DIRECTIONS FOR THIS TASK —
Go through the data and count the lines holding the string "near". Write only the number.

● ● ● ● ● ● ●

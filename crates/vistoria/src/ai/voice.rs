//! Voice command detection in audio transcriptions.
//!
//! Inspectors dictate while walking through a property ("mark sink as
//! damaged", "next room", "note: ..."). The commands are returned with the
//! transcription so a client can apply them.

use std::sync::LazyLock;

use regex::Regex;
use serde::{Deserialize, Serialize};

#[derive(Debug, Clone, Copy, PartialEq, Eq, Serialize, Deserialize)]
#[serde(rename_all = "snake_case")]
pub enum VoiceAction {
    SetStatus,
    NextRoom,
    AddNote,
}

/// One command found in a transcription.
#[derive(Debug, Clone, PartialEq, Eq, Serialize, Deserialize)]
pub struct VoiceCommand {
    pub action: VoiceAction,
    /// Captured groups of each match, e.g. `["sink", "damaged"]`.
    pub matches: Vec<Vec<String>>,
}

static SET_STATUS_PATTERNS: LazyLock<Vec<Regex>> = LazyLock::new(|| {
    vec![
        Regex::new(r"mark\s+(.+?)\s+as\s+(ok|damaged|dirty|missing)").unwrap(),
        Regex::new(r"marcar?\s+(.+?)\s+como\s+(ok|danificado|sujo|ausente)").unwrap(),
        Regex::new(r"(\w[\w\s]*?)\s+está\s+(ok|danificado|sujo|ausente)").unwrap(),
    ]
});

static NEXT_ROOM_PATTERNS: LazyLock<Vec<Regex>> = LazyLock::new(|| {
    vec![
        Regex::new(r"next\s+room").unwrap(),
        Regex::new(r"próximo\s+cômodo").unwrap(),
        Regex::new(r"próxima\s+sala").unwrap(),
        Regex::new(r"\bavançar\b").unwrap(),
    ]
});

static ADD_NOTE_PATTERNS: LazyLock<Vec<Regex>> = LazyLock::new(|| {
    vec![
        Regex::new(r"note:\s*(.+)").unwrap(),
        Regex::new(r"observação:\s*(.+)").unwrap(),
        Regex::new(r"anotar:\s*(.+)").unwrap(),
        Regex::new(r"nota:\s*(.+)").unwrap(),
    ]
});

/// Scans a transcription for dictated commands.
///
/// Matching is case-insensitive. Each pattern that matches contributes one
/// command, so the same action can appear more than once.
pub fn detect_voice_commands(text: &str) -> Vec<VoiceCommand> {
    let lower = text.to_lowercase();
    let groups: [(VoiceAction, &[Regex]); 3] = [
        (VoiceAction::SetStatus, SET_STATUS_PATTERNS.as_slice()),
        (VoiceAction::NextRoom, NEXT_ROOM_PATTERNS.as_slice()),
        (VoiceAction::AddNote, ADD_NOTE_PATTERNS.as_slice()),
    ];

    let mut commands = Vec::new();
    for (action, patterns) in groups {
        for pattern in patterns {
            let matches: Vec<Vec<String>> = pattern
                .captures_iter(&lower)
                .map(|caps| {
                    caps.iter()
                        .skip(1)
                        .flatten()
                        .map(|m| m.as_str().trim().to_string())
                        .collect()
                })
                .collect();
            if !matches.is_empty() {
                commands.push(VoiceCommand { action, matches });
            }
        }
    }
    commands
}

#[cfg(test)]
mod tests {
    use super::*;

    #[test]
    fn test_set_status_english() {
        let commands = detect_voice_commands("Mark kitchen sink as damaged please");
        assert_eq!(commands.len(), 1);
        assert_eq!(commands[0].action, VoiceAction::SetStatus);
        assert_eq!(
            commands[0].matches,
            vec![vec!["kitchen sink".to_string(), "damaged".to_string()]]
        );
    }

    #[test]
    fn test_set_status_portuguese() {
        let commands = detect_voice_commands("Marcar torneira como danificado");
        assert_eq!(commands[0].action, VoiceAction::SetStatus);
        assert_eq!(commands[0].matches[0][1], "danificado");
    }

    #[test]
    fn test_next_room_has_no_captures() {
        let commands = detect_voice_commands("ok, next room");
        assert_eq!(commands.len(), 1);
        assert_eq!(commands[0].action, VoiceAction::NextRoom);
        assert_eq!(commands[0].matches, vec![Vec::<String>::new()]);
    }

    #[test]
    fn test_note_and_status_together() {
        let commands =
            detect_voice_commands("Mark door as dirty. Note: fingerprints near the handle");
        let actions: Vec<_> = commands.iter().map(|c| c.action).collect();
        assert_eq!(actions, vec![VoiceAction::SetStatus, VoiceAction::AddNote]);
        assert_eq!(
            commands[1].matches[0][0],
            "fingerprints near the handle".to_string()
        );
    }

    #[test]
    fn test_plain_text_has_no_commands() {
        assert!(detect_voice_commands("The living room walls were repainted").is_empty());
    }
}
use std::fmt;
use std::path::Path;
use std::str::FromStr;

use serde::{Deserialize, Serialize};

use crate::error::DomainError;

/// Kind of artifact attached to an inspection.
#[derive(Debug, Clone, Copy, PartialEq, Eq, Hash, PartialOrd, Ord, Serialize, Deserialize)]
#[serde(rename_all = "snake_case")]
pub enum FileKind {
    #[serde(alias = "foto")]
    Photo,
    Audio,
    #[serde(alias = "documento")]
    Document,
}

impl FileKind {
    pub fn as_str(&self) -> &'static str {
        match self {
            Self::Photo => "photo",
            Self::Audio => "audio",
            Self::Document => "document",
        }
    }

    /// Guesses the kind from a file name using its MIME type.
    /// Anything that is neither an image nor audio is treated as a document.
    pub fn from_path(path: &Path) -> Self {
        match mime_guess::from_path(path).first() {
            Some(mime) if mime.type_() == mime_guess::mime::IMAGE => Self::Photo,
            Some(mime) if mime.type_() == mime_guess::mime::AUDIO => Self::Audio,
            _ => Self::Document,
        }
    }
}

impl FromStr for FileKind {
    type Err = DomainError;

    fn from_str(s: &str) -> Result<Self, Self::Err> {
        match s.trim().to_lowercase().as_str() {
            "photo" | "foto" => Ok(Self::Photo),
            "audio" | "áudio" => Ok(Self::Audio),
            "document" | "documento" => Ok(Self::Document),
            _ => Err(DomainError::InvalidStatus {
                kind: "file kind",
                value: s.to_string(),
            }),
        }
    }
}

impl fmt::Display for FileKind {
    fn fmt(&self, f: &mut fmt::Formatter<'_>) -> fmt::Result {
        f.write_str(self.as_str())
    }
}

/// Background processing state of a stored artifact.
#[derive(Debug, Clone, Copy, PartialEq, Eq, Hash, Serialize, Deserialize)]
#[serde(rename_all = "snake_case")]
pub enum ProcessingStatus {
    Pending,
    Processing,
    Completed,
    Failed,
    /// The file was gone from disk when a job reached it.
    Missing,
}

impl ProcessingStatus {
    pub fn as_str(&self) -> &'static str {
        match self {
            Self::Pending => "pending",
            Self::Processing => "processing",
            Self::Completed => "completed",
            Self::Failed => "failed",
            Self::Missing => "missing",
        }
    }

    /// Pending and processing artifacts are picked up again on resume.
    pub fn is_resumable(&self) -> bool {
        matches!(self, Self::Pending | Self::Processing)
    }
}

impl FromStr for ProcessingStatus {
    type Err = DomainError;

    fn from_str(s: &str) -> Result<Self, Self::Err> {
        match s.trim().to_lowercase().as_str() {
            "pending" => Ok(Self::Pending),
            "processing" => Ok(Self::Processing),
            "completed" => Ok(Self::Completed),
            "failed" => Ok(Self::Failed),
            "missing" => Ok(Self::Missing),
            _ => Err(DomainError::InvalidStatus {
                kind: "processing status",
                value: s.to_string(),
            }),
        }
    }
}

impl fmt::Display for ProcessingStatus {
    fn fmt(&self, f: &mut fmt::Formatter<'_>) -> fmt::Result {
        f.write_str(self.as_str())
    }
}

/// One object found in a photo by the detector.
#[derive(Debug, Clone, PartialEq, Serialize, Deserialize)]
pub struct DetectedObject {
    /// Checklist item name the detector label maps to.
    pub label: String,
    pub confidence: f64,
    /// Label as reported by the detection model.
    pub source_label: String,
}

/// Content derived from one artifact by a processing job.
#[derive(Debug, Clone, PartialEq)]
pub enum FileAnalysis {
    Photo {
        analysis: String,
        detected_objects: Vec<DetectedObject>,
    },
    Audio {
        transcription: String,
        /// Short summary of the transcription, stored as the analysis.
        summary: Option<String>,
    },
    Document {
        ocr_text: String,
    },
}

/// A stored artifact and the content derived from it.
#[derive(Debug, Clone, Serialize, Deserialize)]
pub struct FileRecord {
    pub id: i64,
    pub inspection_id: i64,
    pub checklist_entry_id: Option<i64>,
    pub kind: FileKind,
    pub file_path: String,
    pub original_filename: String,
    pub ai_analysis: Option<String>,
    pub transcription: Option<String>,
    pub ocr_text: Option<String>,
    pub detected_objects: Vec<DetectedObject>,
    pub processing_status: ProcessingStatus,
    pub attempts: u32,
    pub last_error: Option<String>,
    pub uploaded_at: String,
}

/// Fields recorded when a file is uploaded.
#[derive(Debug, Clone)]
pub struct NewFileRecord {
    pub inspection_id: i64,
    pub checklist_entry_id: Option<i64>,
    pub kind: FileKind,
    pub file_path: String,
    pub original_filename: String,
}

impl NewFileRecord {
    /// Builds an upload record, deriving the kind and original name from the path.
    pub fn from_path(inspection_id: i64, path: &Path) -> Self {
        let original_filename = path
            .file_name()
            .map(|n| n.to_string_lossy().to_string())
            .unwrap_or_else(|| "unknown".to_string());
        Self {
            inspection_id,
            checklist_entry_id: None,
            kind: FileKind::from_path(path),
            file_path: path.to_string_lossy().to_string(),
            original_filename,
        }
    }

    pub fn linked_to(mut self, checklist_entry_id: i64) -> Self {
        self.checklist_entry_id = Some(checklist_entry_id);
        self
    }
}
//! Page-session state components shared across the view-models

pub mod species_matcher;
pub mod tally_ledger;

pub use species_matcher::{SpeciesMatcher, MAX_MATCHES};
pub use tally_ledger::TallyLedger;
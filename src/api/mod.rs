//! HTTP client for the BirdApp server API

pub mod client;

pub use client::ApiClient;
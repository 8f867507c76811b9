//! BirdApp client view-model library
//!
//! Client-side presentation layer for a citizen-science bird-observation
//! application: per-page view-models that fetch JSON over HTTP from the
//! BirdApp server, maintain page-session state (species search, tally
//! ledger, submission gate), and expose derived state to thin rendering
//! adapters. Map and chart rendering, authentication, and persistence
//! live in external collaborators.

pub mod api;
pub mod config;
pub mod error;
pub mod models;
pub mod pages;
pub mod render;
pub mod services;
pub mod validators;

pub use crate::error::{Error, Result};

● ● ● ● ● ● ●

RESPONSE BOX —
2